* [What the task requires] Once the line holding "impl Default for" is found in the listing below, write it out and each later line exactly, up to and including the one holding "its layout coordinates.".

═════ Records for the exercise ═════

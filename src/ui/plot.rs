use std::ops::RangeInclusive;

use eframe::egui::{Color32, RichText, Stroke, Ui};
use egui_plot::{
    Bar, BarChart, BoxElem, BoxPlot, BoxSpread, GridMark, Legend, Plot, PlotPoints, PlotUi,
    Points,
};

use crate::color::ColorMap;
use crate::report::charts::{Chart, ChartKind, DistributionSeries, HistogramSeries};

// ---------------------------------------------------------------------------
// Dashboard charts
// ---------------------------------------------------------------------------

/// Render one chart with its title above it.
pub fn chart(ui: &mut Ui, chart: &Chart, height: f32) {
    ui.label(RichText::new(chart.title).strong());

    if chart.is_empty() {
        ui.allocate_ui([ui.available_width(), height].into(), |ui: &mut Ui| {
            ui.centered_and_justified(|ui: &mut Ui| {
                ui.weak("No data");
            });
        });
        return;
    }

    let labels = chart.labels();
    let colors = ColorMap::new(&chart.palette, &labels);

    let mut plot = Plot::new(chart.id)
        .height(height)
        .legend(Legend::default())
        .x_axis_label(chart.x_label)
        .y_axis_label(chart.y_label)
        .allow_boxed_zoom(true)
        .allow_drag(true)
        .allow_scroll(false)
        .allow_zoom(true);

    match &chart.kind {
        ChartKind::Counts(_) | ChartKind::Rates(_) | ChartKind::Distribution(_) => {
            let names = labels.clone();
            plot = plot.x_axis_formatter(move |mark, range| category_tick(&names, mark, range));
        }
        ChartKind::StackedHistogram(_) => {}
    }
    if let ChartKind::Rates(_) = &chart.kind {
        plot = plot.y_axis_formatter(|mark, _range| format!("{:.0}%", mark.value * 100.0));
    }

    plot.show(ui, |plot_ui| match &chart.kind {
        ChartKind::Counts(bars) => {
            let values = bars.iter().map(|(label, n)| (label.as_str(), Some(*n as f64)));
            category_bars(plot_ui, values, &colors);
        }
        ChartKind::Rates(bars) => {
            let values = bars.iter().map(|(label, rate)| (label.as_str(), *rate));
            category_bars(plot_ui, values, &colors);
        }
        ChartKind::Distribution(series) => distributions(plot_ui, series, &colors),
        ChartKind::StackedHistogram(series) => stacked_histogram(plot_ui, series, &colors),
    });
}

/// Category name under integer ticks, nothing elsewhere.
fn category_tick(names: &[String], mark: GridMark, _range: &RangeInclusive<f64>) -> String {
    let idx = mark.value.round();
    if (mark.value - idx).abs() > 1e-6 || idx < 0.0 {
        return String::new();
    }
    names.get(idx as usize).cloned().unwrap_or_default()
}

/// One bar per category at x = 0, 1, 2, …. Categories without a value keep
/// their slot but draw nothing.
fn category_bars<'a>(
    plot_ui: &mut PlotUi,
    values: impl Iterator<Item = (&'a str, Option<f64>)>,
    colors: &ColorMap,
) {
    for (i, (label, value)) in values.enumerate() {
        let Some(value) = value else {
            continue;
        };
        let color = colors.color_for(label);
        let bar = Bar::new(i as f64, value).name(label).fill(color).width(0.7);
        plot_ui.bar_chart(BarChart::new(vec![bar]).name(label).color(color));
    }
}

/// A box per series plus its sampled observations, jittered around the box.
fn distributions(plot_ui: &mut PlotUi, series: &[DistributionSeries], colors: &ColorMap) {
    for (i, s) in series.iter().enumerate() {
        let Some(summary) = s.summary else {
            continue;
        };
        let color = colors.color_for(&s.label);
        let x = i as f64;

        let spread = BoxSpread::new(
            summary.lower_whisker,
            summary.q1,
            summary.median,
            summary.q3,
            summary.upper_whisker,
        );
        let elem = BoxElem::new(x, spread)
            .name(&s.label)
            .box_width(0.5)
            .fill(color.gamma_multiply(0.3))
            .stroke(Stroke::new(1.5, color));
        plot_ui.box_plot(BoxPlot::new(vec![elem]).name(&s.label).color(color));

        if !s.points.is_empty() {
            let points: PlotPoints = s
                .points
                .iter()
                .enumerate()
                .map(|(j, &y)| [x + jitter(j), y])
                .collect();
            plot_ui.points(
                Points::new(points)
                    .name(&s.label)
                    .color(color.gamma_multiply(0.6))
                    .radius(1.5),
            );
        }
    }
}

/// Deterministic horizontal offset in [-0.35, 0.35).
fn jitter(j: usize) -> f64 {
    ((j * 37) % 100) as f64 / 100.0 * 0.7 - 0.35
}

/// Series drawn on shared bins, each stacked on the ones before it.
fn stacked_histogram(plot_ui: &mut PlotUi, series: &[HistogramSeries], colors: &ColorMap) {
    let mut drawn: Vec<BarChart> = Vec::with_capacity(series.len());
    for s in series {
        let color = colors.color_for(&s.label);
        let width = s.histogram.bin_width();
        let bars: Vec<Bar> = s
            .histogram
            .centers()
            .into_iter()
            .zip(&s.histogram.counts)
            .map(|(center, &count)| {
                Bar::new(center, count as f64)
                    .width(width)
                    .fill(color)
                    .stroke(Stroke::new(0.5, Color32::BLACK))
            })
            .collect();

        let chart = {
            let below: Vec<&BarChart> = drawn.iter().collect();
            BarChart::new(bars)
                .name(&s.label)
                .color(color)
                .stack_on(&below)
        };
        drawn.push(chart);
    }
    for chart in drawn {
        plot_ui.bar_chart(chart);
    }
}
pub mod dashboard;
pub mod panels;
pub mod plot;
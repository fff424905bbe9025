//
//  types.rs
//  Butterfly
//
//  Created by hak (tharun)
//

use serde::{Deserialize, Serialize};
use std::fmt;
use std::path::Path;

use super::context::display_name;
use super::identity::normalize_path;
use crate::service::Location;

/// Dedup key for a function occurrence: normalized file path + line + column.
#[derive(Debug, Clone, PartialEq, Eq, Hash, PartialOrd, Ord, Serialize, Deserialize)]
pub struct FunctionIdentity {
    /// File path with `/` as the only separator.
    pub file: String,
    pub line: u32,
    pub column: u32,
}

impl FunctionIdentity {
    pub fn new(file: impl AsRef<Path>, line: u32, column: u32) -> Self {
        Self {
            file: normalize_path(file.as_ref()),
            line,
            column,
        }
    }

    /// Location to jump to when this function is activated.
    pub fn to_location(&self) -> Location {
        Location::new(&self.file, self.line, self.column)
    }
}

impl fmt::Display for FunctionIdentity {
    fn fmt(&self, f: &mut fmt::Formatter<'_>) -> fmt::Result {
        write!(f, "{}:{}:{}", self.file, self.line, self.column)
    }
}

/// Which wing of the butterfly a node belongs to.
#[derive(Debug, Clone, Copy, PartialEq, Eq, Hash, PartialOrd, Ord, Serialize, Deserialize)]
#[serde(rename_all = "lowercase")]
pub enum Direction {
    Root,
    Caller,
    Callee,
}

impl Direction {
    pub fn as_str(&self) -> &'static str {
        match self {
            Direction::Root => "root",
            Direction::Caller => "caller",
            Direction::Callee => "callee",
        }
    }
}

impl fmt::Display for Direction {
    fn fmt(&self, f: &mut fmt::Formatter<'_>) -> fmt::Result {
        f.write_str(self.as_str())
    }
}

/// One function occurrence in the expansion tree or the flattened graph.
#[derive(Debug, Clone, PartialEq, Serialize, Deserialize)]
pub struct FunctionNode {
    pub identity: FunctionIdentity,
    /// Name as reported by the language service.
    pub raw_name: String,
    /// Resolved or inherited enclosing type.
    pub enclosing_type: Option<String>,
    pub display_name: String,
    pub direction: Direction,
    /// Edges from the root along this node's wing. 0 for the root.
    pub depth: usize,
    /// Same-direction descendants. The root holds callers first, then callees.
    #[serde(default, skip_serializing_if = "Vec::is_empty")]
    pub children: Vec<FunctionNode>,
}

impl FunctionNode {
    pub fn new(
        identity: FunctionIdentity,
        raw_name: impl Into<String>,
        enclosing_type: Option<String>,
        direction: Direction,
        depth: usize,
    ) -> Self {
        let raw_name = raw_name.into();
        let display_name = display_name(&raw_name, enclosing_type.as_deref());
        Self {
            identity,
            raw_name,
            enclosing_type,
            display_name,
            direction,
            depth,
            children: Vec::new(),
        }
    }

    pub fn with_children(mut self, children: Vec<FunctionNode>) -> Self {
        self.children = children;
        self
    }

    /// Copy of this node without its subtree.
    pub fn detached(&self) -> Self {
        Self {
            identity: self.identity.clone(),
            raw_name: self.raw_name.clone(),
            enclosing_type: self.enclosing_type.clone(),
            display_name: self.display_name.clone(),
            direction: self.direction,
            depth: self.depth,
            children: Vec::new(),
        }
    }

    pub fn is_root(&self) -> bool {
        self.direction == Direction::Root
    }

    pub fn callers(&self) -> impl Iterator<Item = &FunctionNode> {
        self.children
            .iter()
            .filter(|c| c.direction == Direction::Caller)
    }

    pub fn callees(&self) -> impl Iterator<Item = &FunctionNode> {
        self.children
            .iter()
            .filter(|c| c.direction == Direction::Callee)
    }

    /// Pre-order walk of this node and its subtree.
    pub fn descendants(&self) -> Vec<&FunctionNode> {
        let mut out = Vec::new();
        let mut stack = vec![self];
        while let Some(node) = stack.pop() {
            out.push(node);
            stack.extend(node.children.iter().rev());
        }
        out
    }
}

/// "source calls target", whichever wing discovered the pair.
#[derive(Debug, Clone, PartialEq, Eq, Hash, Serialize, Deserialize)]
pub struct CallGraphEdge {
    pub source: FunctionIdentity,
    pub target: FunctionIdentity,
}

impl CallGraphEdge {
    pub fn new(source: FunctionIdentity, target: FunctionIdentity) -> Self {
        Self { source, target }
    }
}

/// Depth limits and bucket cap for one butterfly.
#[derive(Debug, Clone, Copy, PartialEq, Eq, Serialize, Deserialize)]
pub struct LayoutOptions {
    pub caller_levels: usize,
    pub callee_levels: usize,
    /// At least 1. Siblings past the cap are dropped, not collapsed.
    pub max_nodes_per_level: usize,
}

impl Default for LayoutOptions {
    fn default() -> Self {
        Self {
            caller_levels: 2,
            callee_levels: 2,
            max_nodes_per_level: 10,
        }
    }
}

/// A function node with its layout coordinates.
#[derive(Debug, Clone, PartialEq, Serialize, Deserialize)]
pub struct PositionedNode {
    #[serde(flatten)]
    pub node: FunctionNode,
    pub x: f64,
    pub y: f64,
}
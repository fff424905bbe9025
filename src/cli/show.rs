//! show / resolve / jump handlers.

use anyhow::{Context, Result};
use std::collections::BTreeMap;
use std::path::Path;
use std::sync::Arc;

use super::{LocationArgs, OutputFormat};
use crate::config::{ButterflyConfig, Theme};
use crate::graph::Direction;
use crate::render::{render_dot, JumpEvent, RenderNode, RenderPayload};
use crate::service::{CallIndex, Location};
use crate::Butterfly;

/// Command-line values that take precedence over `butterfly.toml`.
#[derive(Debug, Clone, Default)]
pub struct Overrides {
    pub caller_levels: Option<usize>,
    pub callee_levels: Option<usize>,
    pub max_nodes_per_level: Option<usize>,
    pub theme: Option<Theme>,
}

impl Overrides {
    pub fn apply(&self, config: &mut ButterflyConfig) {
        if let Some(levels) = self.caller_levels {
            config.graph.caller_levels = levels;
        }
        if let Some(levels) = self.callee_levels {
            config.graph.callee_levels = levels;
        }
        if let Some(cap) = self.max_nodes_per_level {
            config.graph.max_nodes_per_level = cap;
        }
        if let Some(theme) = self.theme {
            config.display.theme = theme;
        }
    }
}

impl From<&LocationArgs> for Location {
    fn from(args: &LocationArgs) -> Self {
        Location::new(&args.file, args.line, args.column)
    }
}

fn open(config_path: &Path, index_path: &Path, overrides: &Overrides) -> Result<Butterfly> {
    let mut config = ButterflyConfig::load(config_path);
    overrides.apply(&mut config);
    let index = CallIndex::load(index_path)
        .with_context(|| format!("failed to load call index {}", index_path.display()))?;
    Ok(Butterfly::new(Arc::new(index), config)?)
}

/// Print the butterfly around `location`.
pub async fn show(
    config_path: &Path,
    index_path: &Path,
    location: &LocationArgs,
    overrides: &Overrides,
    format: OutputFormat,
) -> Result<()> {
    let butterfly = open(config_path, index_path, overrides)?;
    let Some(payload) = butterfly.show(&Location::from(location)).await? else {
        return Ok(());
    };

    match format {
        OutputFormat::Text => print!("{}", format_text(&payload)),
        OutputFormat::Json => println!("{}", payload.to_json()?),
        OutputFormat::Dot => print!("{}", render_dot(&payload)),
    }
    Ok(())
}

/// Print the function occurrence at `location`.
pub async fn resolve(config_path: &Path, index_path: &Path, location: &LocationArgs) -> Result<()> {
    let butterfly = open(config_path, index_path, &Overrides::default())?;
    let occurrence = butterfly.resolve(&Location::from(location)).await?;
    println!("{} {}", occurrence.name, occurrence.location);
    if let Some(detail) = &occurrence.detail {
        println!("  {}", detail);
    }
    Ok(())
}

/// Decode a renderer jump event and print where to go.
pub fn jump(event: &str) -> Result<()> {
    let event = JumpEvent::from_json(event).context("invalid jump event")?;
    println!("{}", event.identity());
    Ok(())
}

/// Plain-text listing: root first, then each wing by depth.
pub fn format_text(payload: &RenderPayload) -> String {
    let mut lines = Vec::new();
    let mut wings: BTreeMap<(u8, usize), Vec<&RenderNode>> = BTreeMap::new();

    for node in &payload.nodes {
        match node.direction {
            Direction::Root => lines.push(node_line(node, "")),
            Direction::Caller => wings.entry((0, node.depth)).or_default().push(node),
            Direction::Callee => wings.entry((1, node.depth)).or_default().push(node),
        }
    }

    let mut current_wing = None;
    for ((wing, depth), nodes) in &wings {
        if current_wing != Some(*wing) {
            let title = if *wing == 0 { "callers" } else { "callees" };
            lines.push(title.to_string());
            current_wing = Some(*wing);
        }
        lines.push(format!("  depth {}", depth));
        for node in nodes {
            lines.push(node_line(node, "    "));
        }
    }

    lines.push(format!(
        "{} nodes, {} edges{}",
        payload.nodes.len(),
        payload.edges.len(),
        if payload.truncated { " (truncated)" } else { "" }
    ));

    let mut out = lines.join("\n");
    out.push('\n');
    out
}

fn node_line(node: &RenderNode, indent: &str) -> String {
    format!("{}{}  {}  @ ({}, {})", indent, node.label, node.id, node.x, node.y)
}
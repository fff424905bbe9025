//
//  identity.rs
//  Butterfly
//
//  Created by hak (tharun)
//

use std::path::Path;

use super::types::FunctionIdentity;
use crate::service::Occurrence;

/// Canonical separator for identity paths.
pub const PATH_SEPARATOR: char = '/';

/// Render a path with `/` as the only separator, so `src\a.cpp` and
/// `src/a.cpp` compare equal.
pub fn normalize_path(path: &Path) -> String {
    path.to_string_lossy()
        .chars()
        .map(|c| if c == '\\' { PATH_SEPARATOR } else { c })
        .collect()
}

/// Identity of an occurrence. Names play no part: two occurrences at the
/// same place are the same node even when reported with different names.
pub fn identity_of(occurrence: &Occurrence) -> FunctionIdentity {
    let location = &occurrence.location;
    FunctionIdentity::new(&location.file, location.line, location.column)
}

═════

* [Exercise output]
impl Default for LayoutOptions {
    fn default() -> Self {
        Self {
            caller_levels: 2,
            callee_levels: 2,
            max_nodes_per_level: 10,
        }
    }
}

/// A function node with its layout coordinates.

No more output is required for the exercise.